It used to be easy to spot a scam. It was usually a badly spelled email from a “foreign prince” or a blurry invoice from an unknown sender. But as we move through 2026, the game has changed entirely.
Today, the biggest threat to small businesses isn’t just in your inbox—it’s on the phone. And the scary part? It sounds exactly like your boss, your colleague, or your biggest client.
Welcome to the era of “Vishing” (Voice Phishing) and AI Deepfakes.
The “Vishing” Reality
Artificial Intelligence has made incredible leaps in the last year, crossing what experts call the “indistinguishable threshold.” This means the average person can no longer reliably tell the difference between a real human voice and an AI-generated clone over the phone.
To create these clones, criminals no longer need hours of recordings. They only need about 30 seconds of clean audio. If you or your leadership team have ever posted a video on LinkedIn, spoken on a podcast, or even left a standard voicemail greeting, that is enough data for a scammer to clone your voice.

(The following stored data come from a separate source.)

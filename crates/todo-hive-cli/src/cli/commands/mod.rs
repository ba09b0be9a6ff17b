//! CLI command handlers.

pub mod auth;
pub mod config;
pub mod service;
pub mod shell;
pub mod todos;
pub mod token;

use std::env;
use std::sync::Arc;

use anyhow::{Context as _, Result, anyhow};
use todo_hive_app::clipboard::TerminalClipboard;
use todo_hive_app::render::DEFAULT_WIDTH;
use todo_hive_app::state::AlertKind;
use todo_hive_app::{AppState, Runtime};
use todo_hive_core::api::{ApiClient, ClientOptions};
use todo_hive_core::config::Config;
use todo_hive_core::session::FileTokenStore;
use tracing::debug;

pub const NOT_LOGGED_IN: &str = "Not logged in. Run `todo-hive login` first.";

/// Settings resolved once per invocation.
pub struct Context {
    pub config: Config,
    pub base_url: String,
    pub store: FileTokenStore,
}

impl Context {
    /// Loads config and resolves the base URL (`override_url` wins).
    pub fn load(override_url: Option<&str>) -> Result<Self> {
        let config = Config::load().context("load config")?;
        let base_url = config.effective_base_url(override_url)?;
        debug!(%base_url, backend = ?config.backend, "resolved config");
        Ok(Self {
            config,
            base_url,
            store: FileTokenStore::default_location(),
        })
    }

    pub fn client(&self) -> Result<ApiClient> {
        let options = ClientOptions::new(self.base_url.clone())
            .with_timeout(self.config.timeout())
            .with_pinned_variant(self.config.backend.pinned());
        ApiClient::new(options, Arc::new(self.store.clone())).context("create API client")
    }

    /// Controller runtime plus state seeded from the stored session.
    pub fn controller(&self) -> Result<(Runtime, AppState)> {
        let runtime = Runtime::new(self.client()?, Box::new(TerminalClipboard));
        let state = runtime.initial_state().context("read session")?;
        Ok((runtime, state))
    }
}

/// Error built from the latest error alert, or `fallback` if there is none.
pub fn alert_error(state: &AppState, fallback: &str) -> anyhow::Error {
    match state.last_error() {
        Some(alert) => anyhow!("{}", alert.message),
        None => anyhow!("{fallback}"),
    }
}

/// Prints error alerts that did not fail the command.
pub fn print_warnings(state: &AppState) {
    for alert in state.alerts.iter().filter(|a| a.kind == AlertKind::Error) {
        eprintln!("warning: {}", alert.message);
    }
}

/// Output width from `COLUMNS`, falling back to 80.
pub fn output_width() -> usize {
    env::var("COLUMNS")
        .ok()
        .and_then(|cols| cols.trim().parse().ok())
        .filter(|&cols: &usize| cols >= 40)
        .unwrap_or(DEFAULT_WIDTH)
}
//! Clipboard transports for copying the session token.
//!
//! The terminal clipboard (OSC 52) is tried first when stdout is a terminal,
//! then the system clipboard via `arboard`.

use std::io::{self, IsTerminal, Write};
use std::sync::{Arc, Mutex};

use base64::Engine;
use base64::engine::general_purpose::STANDARD;
use thiserror::Error;

#[derive(Debug, Error)]
pub enum ClipboardError {
    #[error("OSC 52 clipboard failed: {0}")]
    Osc52(String),
    #[error("System clipboard failed: {0}")]
    System(String),
}

/// Destination for copied text.
pub trait Clipboard: Send + Sync {
    /// # Errors
    /// Returns an error if no transport accepted the text.
    fn copy(&self, text: &str) -> Result<(), ClipboardError>;
}

/// OSC 52 with a system clipboard fallback.
#[derive(Debug, Clone, Copy, Default)]
pub struct TerminalClipboard;

impl Clipboard for TerminalClipboard {
    fn copy(&self, text: &str) -> Result<(), ClipboardError> {
        if io::stdout().is_terminal() && copy_osc52(text).is_ok() {
            return Ok(());
        }
        copy_system(text)
    }
}

fn copy_osc52(text: &str) -> Result<(), ClipboardError> {
    let encoded = STANDARD.encode(text);

    // ESC ] 52 ; c ; <base64> ESC \
    let mut stdout = io::stdout();
    write!(stdout, "\x1b]52;c;{encoded}\x1b\\").map_err(|e| ClipboardError::Osc52(e.to_string()))?;
    stdout
        .flush()
        .map_err(|e| ClipboardError::Osc52(e.to_string()))
}

fn copy_system(text: &str) -> Result<(), ClipboardError> {
    let mut clipboard =
        arboard::Clipboard::new().map_err(|e| ClipboardError::System(e.to_string()))?;
    clipboard
        .set_text(text)
        .map_err(|e| ClipboardError::System(e.to_string()))
}

/// Keeps copied text in memory. Clones share the same buffer.
#[derive(Debug, Clone, Default)]
pub struct MemoryClipboard {
    copied: Arc<Mutex<Vec<String>>>,
}

impl MemoryClipboard {
    pub fn new() -> Self {
        Self::default()
    }

    /// Everything copied so far, oldest first.
    pub fn contents(&self) -> Vec<String> {
        self.copied
            .lock()
            .map(|copied| copied.clone())
            .unwrap_or_default()
    }
}

impl Clipboard for MemoryClipboard {
    fn copy(&self, text: &str) -> Result<(), ClipboardError> {
        self.copied
            .lock()
            .map_err(|e| ClipboardError::System(e.to_string()))?
            .push(text.to_string());
        Ok(())
    }
}
//! Config command handlers.

use anyhow::{Context, Result};
use todo_hive_core::config;

pub fn path() {
    println!("{}", config::paths::config_path().display());
}

pub fn init() -> Result<()> {
    let config_path = config::paths::config_path();
    config::Config::init(&config_path)
        .with_context(|| format!("init config at {}", config_path.display()))?;
    println!("Created config at {}", config_path.display());
    Ok(())
}

pub fn set_base_url(url: &str) -> Result<()> {
    let config_path = config::paths::config_path();
    config::Config::save_base_url_to(&config_path, url)
        .with_context(|| format!("update config at {}", config_path.display()))?;
    println!("✓ Base URL set to {}", url.trim().trim_end_matches('/'));
    Ok(())
}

The Scenario: It’s 4:30 PM on a Friday. An employee in your accounts team gets a frantic phone call from the “Managing Director.” The voice sounds stressed, demanding an immediate, urgent transfer to a new supplier to secure a massive contract. Because it sounds right, the employee bypasses standard checks and sends the money.
The Low-Tech Defence: The Company “Safe Word”

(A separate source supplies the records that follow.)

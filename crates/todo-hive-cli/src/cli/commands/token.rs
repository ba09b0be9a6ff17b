//! Token command handlers.

use anyhow::{Context as _, Result, bail};
use todo_hive_app::UiEvent;
use todo_hive_core::session::TokenStore;

use super::{Context, NOT_LOGGED_IN, alert_error};

pub fn show(ctx: &Context) -> Result<()> {
    let Some(token) = ctx.store.get().context("read session")? else {
        bail!(NOT_LOGGED_IN);
    };
    println!("{token}");
    Ok(())
}

pub async fn copy(ctx: &Context) -> Result<()> {
    let (mut runtime, mut state) = ctx.controller()?;
    runtime.dispatch(&mut state, UiEvent::CopyToken).await;
    if state.last_error().is_some() {
        return Err(alert_error(&state, "Copy failed"));
    }
    println!("✓ Token copied to clipboard");
    Ok(())
}

pub async fn verify(ctx: &Context) -> Result<()> {
    let client = ctx.client()?;
    let Some(token) = client.token()? else {
        bail!(NOT_LOGGED_IN);
    };

    let check = client.verify_token(&token).await?;
    match (check.valid, check.user) {
        (true, Some(user)) => println!("✓ Token is valid for {}", user.username),
        (true, None) => println!("✓ Token is valid"),
        (false, _) => bail!(
            "Token is not valid: {}",
            check.error.as_deref().unwrap_or("no reason given")
        ),
    }
    Ok(())
}
//! Effect types.
//!
//! Effects are commands returned by the reducer that the runtime executes.
//! They represent I/O only; the reducer never calls the API itself.

use std::time::Duration;

#[derive(Debug, Clone, PartialEq, Eq)]
pub enum UiEffect {
    /// Check the stored token against the backend.
    VerifySession,

    Login {
        username: String,
        password: String,
    },

    Register {
        username: String,
        password: String,
    },

    /// Fetch the signed-in user (`/api/me`).
    LoadUser,

    /// Fetch the todo list; the result replaces the in-memory list.
    LoadTodos,

    CreateTodo {
        content: String,
    },

    /// Forget the stored token.
    ClearSession,

    CopyToClipboard {
        text: String,
    },

    /// Dismiss an alert after a delay. Cosmetic only.
    ScheduleDismiss {
        id: u64,
        after: Duration,
    },
}

impl UiEffect {
    /// Short name for logs. Never includes credentials or tokens.
    pub fn name(&self) -> &'static str {
        match self {
            UiEffect::VerifySession => "verify_session",
            UiEffect::Login { .. } => "login",
            UiEffect::Register { .. } => "register",
            UiEffect::LoadUser => "load_user",
            UiEffect::LoadTodos => "load_todos",
            UiEffect::CreateTodo { .. } => "create_todo",
            UiEffect::ClearSession => "clear_session",
            UiEffect::CopyToClipboard { .. } => "copy_to_clipboard",
            UiEffect::ScheduleDismiss { .. } => "schedule_dismiss",
        }
    }
}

You don’t always need expensive technology to defeat a high-tech threat. One of the most effective ways to protect your business from AI voice scams is completely free: a company safe word.

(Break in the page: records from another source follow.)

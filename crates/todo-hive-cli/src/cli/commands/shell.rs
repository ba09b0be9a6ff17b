//! Interactive line-based front-end driving the controller.

use std::io::{self, BufRead, Write};
use std::time::Instant;

use anyhow::{Context as _, Result};
use todo_hive_app::UiEvent;
use todo_hive_app::render::render;

use super::{Context, output_width};

const HELP: &str = "\
Commands:
  login <username> <password>
  register <username> <password> <confirm>
  view login|register        switch between the sign-in forms
  draft <content>            stage todo text and show its length
  add <content>              add a todo (Worker A)
  refresh                    reload todos
  copy                       copy the session token to the clipboard
  logout
  help
  quit";

#[derive(Debug)]
enum ShellCommand {
    Event(UiEvent),
    Help,
    Quit,
    Nothing,
}

pub async fn run(ctx: &Context) -> Result<()> {
    let (mut runtime, mut state) = ctx.controller()?;
    println!(
        "todo-hive shell connected to {} (type `help` for commands)",
        ctx.base_url
    );
    runtime.dispatch(&mut state, UiEvent::Startup).await;

    let mut lines = io::stdin().lock().lines();
    loop {
        runtime.dismiss_expired(&mut state, Instant::now());
        print!("{}", render(&state).to_text(output_width()));
        print!("> ");
        io::stdout().flush()?;

        let Some(line) = lines.next() else {
            println!();
            break;
        };
        let line = line.context("read command")?;

        match parse_command(&line) {
            Ok(ShellCommand::Event(event)) => runtime.dispatch(&mut state, event).await,
            Ok(ShellCommand::Help) => println!("{HELP}"),
            Ok(ShellCommand::Quit) => break,
            Ok(ShellCommand::Nothing) => {}
            Err(message) => eprintln!("{message}"),
        }
    }
    Ok(())
}

/// Maps one input line to a controller event.
///
/// Missing credentials are passed through as empty strings so the
/// controller reports them like any other validation failure.
fn parse_command(line: &str) -> Result<ShellCommand, String> {
    let line = line.trim();
    let (command, rest) = line.split_once(' ').unwrap_or((line, ""));
    let rest = rest.trim();
    let mut args = rest.split_whitespace().map(str::to_string);
    let mut next = || args.next().unwrap_or_default();

    let event = match command {
        "" => return Ok(ShellCommand::Nothing),
        "help" | "?" => return Ok(ShellCommand::Help),
        "quit" | "exit" => return Ok(ShellCommand::Quit),
        "login" => UiEvent::SubmitLogin {
            username: next(),
            password: next(),
        },
        "register" => UiEvent::SubmitRegister {
            username: next(),
            password: next(),
            confirm: next(),
        },
        "view" => match rest {
            "login" => UiEvent::ShowLogin,
            "register" => UiEvent::ShowRegister,
            other => return Err(format!("Unknown view: {other}. Use `login` or `register`.")),
        },
        "draft" => UiEvent::EditDraft {
            content: rest.to_string(),
        },
        "add" => UiEvent::SubmitTodo {
            content: rest.to_string(),
        },
        "refresh" => UiEvent::RefreshTodos,
        "copy" => UiEvent::CopyToken,
        "logout" => UiEvent::Logout,
        other => {
            return Err(format!(
                "Unknown command: {other}. Type `help` for commands."
            ));
        }
    };
    Ok(ShellCommand::Event(event))
}
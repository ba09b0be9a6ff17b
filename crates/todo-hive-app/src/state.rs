//! Application state.
//!
//! ```text
//! AppState
//! ├── view: View              (login / register / dashboard)
//! ├── session: Session        (token + negotiated backend variant)
//! ├── current_user: Option<User>
//! ├── todos: Vec<Todo>        (replaced wholesale on every fetch)
//! ├── todo_draft: String      (last submitted todo text, kept until saved)
//! ├── alerts: Vec<Alert>      (transient messages)
//! └── loading: Loading        (in-flight guards)
//! ```
//!
//! The state is an explicit value passed to `update` and `render`; there is no
//! ambient instance.

use std::time::Duration;

use todo_hive_core::api::{Todo, User};
use todo_hive_core::session::{BackendVariant, Session};

/// Which screen is showing.
#[derive(Debug, Clone, Copy, PartialEq, Eq, Default)]
pub enum View {
    #[default]
    Login,
    Register,
    Dashboard,
}

#[derive(Debug, Clone, Copy, PartialEq, Eq)]
pub enum AlertKind {
    Success,
    Error,
    Info,
}

impl AlertKind {
    /// Delay before the alert is dismissed automatically.
    pub fn dismiss_after(self) -> Duration {
        match self {
            AlertKind::Success => Duration::from_secs(3),
            AlertKind::Error | AlertKind::Info => Duration::from_secs(5),
        }
    }

    pub fn label(self) -> &'static str {
        match self {
            AlertKind::Success => "success",
            AlertKind::Error => "error",
            AlertKind::Info => "info",
        }
    }
}

#[derive(Debug, Clone, PartialEq, Eq)]
pub struct Alert {
    pub id: u64,
    pub kind: AlertKind,
    pub message: String,
}

/// In-flight flags. An action whose flag is set ignores further submits.
#[derive(Debug, Clone, Copy, Default, PartialEq, Eq)]
pub struct Loading {
    pub login: bool,
    pub register: bool,
    pub add_todo: bool,
}

#[derive(Debug, Clone)]
pub struct AppState {
    pub view: View,
    pub session: Session,
    pub current_user: Option<User>,
    pub todos: Vec<Todo>,
    pub todo_draft: String,
    pub alerts: Vec<Alert>,
    pub loading: Loading,
    next_alert_id: u64,
}

impl AppState {
    pub fn new(session: Session) -> Self {
        Self {
            view: View::Login,
            session,
            current_user: None,
            todos: Vec::new(),
            todo_draft: String::new(),
            alerts: Vec::new(),
            loading: Loading::default(),
            next_alert_id: 1,
        }
    }

    pub fn variant(&self) -> BackendVariant {
        self.session.variant.variant()
    }

    /// Adds an alert and returns its id.
    pub fn push_alert(&mut self, kind: AlertKind, message: impl Into<String>) -> u64 {
        let id = self.next_alert_id;
        self.next_alert_id += 1;
        self.alerts.push(Alert {
            id,
            kind,
            message: message.into(),
        });
        id
    }

    pub fn dismiss_alert(&mut self, id: u64) {
        self.alerts.retain(|alert| alert.id != id);
    }

    pub fn clear_alerts(&mut self) {
        self.alerts.clear();
    }

    pub fn last_error(&self) -> Option<&Alert> {
        self.alerts
            .iter()
            .rev()
            .find(|alert| alert.kind == AlertKind::Error)
    }

    /// Drops everything tied to the signed-in account.
    pub fn forget_account(&mut self) {
        self.session.token = None;
        self.current_user = None;
        self.todos.clear();
        self.todo_draft.clear();
        self.loading = Loading::default();
    }
}
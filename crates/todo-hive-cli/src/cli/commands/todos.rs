//! Todo command handlers.

use anyhow::{Result, bail};
use todo_hive_app::render::{render_todos, todos_table};
use todo_hive_app::{UiEvent, View};

use super::{Context, NOT_LOGGED_IN, alert_error, output_width};

pub async fn list(ctx: &Context, json: bool) -> Result<()> {
    let client = ctx.client()?;
    if client.token()?.is_none() {
        bail!(NOT_LOGGED_IN);
    }

    let todos = client.list_todos().await?;
    if json {
        println!("{}", serde_json::to_string_pretty(&todos)?);
    } else {
        println!("{}", todos_table(&render_todos(&todos), output_width()));
    }
    Ok(())
}

pub async fn add(ctx: &Context, content: &str) -> Result<()> {
    let (mut runtime, mut state) = ctx.controller()?;
    if !state.session.is_authenticated() {
        bail!(NOT_LOGGED_IN);
    }

    runtime.dispatch(&mut state, UiEvent::Startup).await;
    if state.view != View::Dashboard {
        return Err(alert_error(&state, "Session is no longer valid"));
    }

    runtime
        .dispatch(
            &mut state,
            UiEvent::SubmitTodo {
                content: content.to_string(),
            },
        )
        .await;

    // The draft is only cleared once the backend accepted the todo.
    if !state.todo_draft.is_empty() || state.last_error().is_some() {
        return Err(alert_error(&state, "Failed to add todo"));
    }

    println!("✓ Added todo");
    println!("{}", todos_table(&render_todos(&state.todos), output_width()));
    Ok(())
}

Just like families are adopting safe words to prevent “grandparent scams,” businesses should implement a verification word for any urgent financial or data requests.
How it works: If a request comes over the phone to move money, change bank details, or share passwords, the employee simply asks for the safe word.
The rule: If the caller cannot provide the pre-agreed word, the employee hangs up immediately and calls the person back on their known, trusted internal phone number.
Multi-Factor Everything: Identity-First Security
While a safe word is a great human defence, your IT systems need to be just as suspicious. We can no longer trust that someone is who they say they are just because they have the right password or sound like the right person.
This is where Identity-First Security comes in.
Many businesses implement strict Multi-Factor Authentication (MFA) and “Zero Trust” policies across your network. Even if a scammer tricks an employee into handing over a password over the phone, the system will block the login attempt unless it’s verified by a trusted secondary device.
As cybercriminals get smarter, your defences need to evolve. You don’t need to be paranoid, but you do need to be prepared.